5月25日に77歳の誕生日を迎えた「アラーキー」こと写真家・荒木経惟。今年は「東京墓情 荒木経惟×ギメ東洋美術館」(6月22日〜7月23日、シャネル・ネクサス・ホール)をはじめ、「写狂老人A」(7月8日〜9月3日、東京オペラシティ アートギャラリー)や「センチメンタルな旅、1971-2017-」(7月25日〜9月24日、東京都写真美術館)などの大型個展を相次いで開催、精力的な活動を続けている。
そんななか、これまで20回以上の個展を開催してきたタカ・イシイギャラリー フォトグラフィー/フィルムで始まったのが個展「写狂老人A 17.5.25で77齢 後期高齢写」だ。

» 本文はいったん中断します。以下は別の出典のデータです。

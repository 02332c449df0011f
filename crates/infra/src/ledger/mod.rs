//! Offset ledger: the last durably processed position per stream.
//!
//! The ledger is the single synchronization point preventing checkpoint
//! regression. All mutation goes through an atomic compare-and-set keyed by
//! stream id; the ingestion and replay consumers race on it safely.

pub mod in_memory;
pub mod postgres;
pub mod r#trait;

pub use in_memory::InMemoryOffsetLedger;
pub use postgres::PostgresOffsetLedger;
pub use r#trait::{AdvanceOutcome, LedgerError, OffsetLedger, StreamCheckpoint};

今は年寄りの時代なんだからさ、今どき、「年寄りに見られたくなく」なんて加齢に抵抗するヤツはダメなワケ。今こそ“老いていく”というその変化を、自信を持って発表していくべきなんだよ。年を取らなきゃわからないことってたくさんあるし、人間としてキャリアを積んでんだから、若いヤツより老人のほうが魅力があって当然(笑)プレスリリースより
荒木がこう語る通り、本展のテーマは「老い」。荒木はこれまでも自身の加齢を肯定的に作品に取り込み、その作品世界を絶えず豊かなものにしてきた。前立腺癌、網膜中心動脈閉塞症による右眼の視力の喪失など、大病と向き合い、克服してきた荒木は、「後期高齢写」と名付けられた本シリーズを通じても、自身の身体や生活に及ぶ変化を日々写真を撮影するというエネルギーに転換し、膨大な数の新作を生み出した。
カラー作品とモノクローム作品、合わせて830点以上に及ぶ膨大な作品を通じて、一層濃密さを増したアラーキーのエロスとタナトスを体感したい。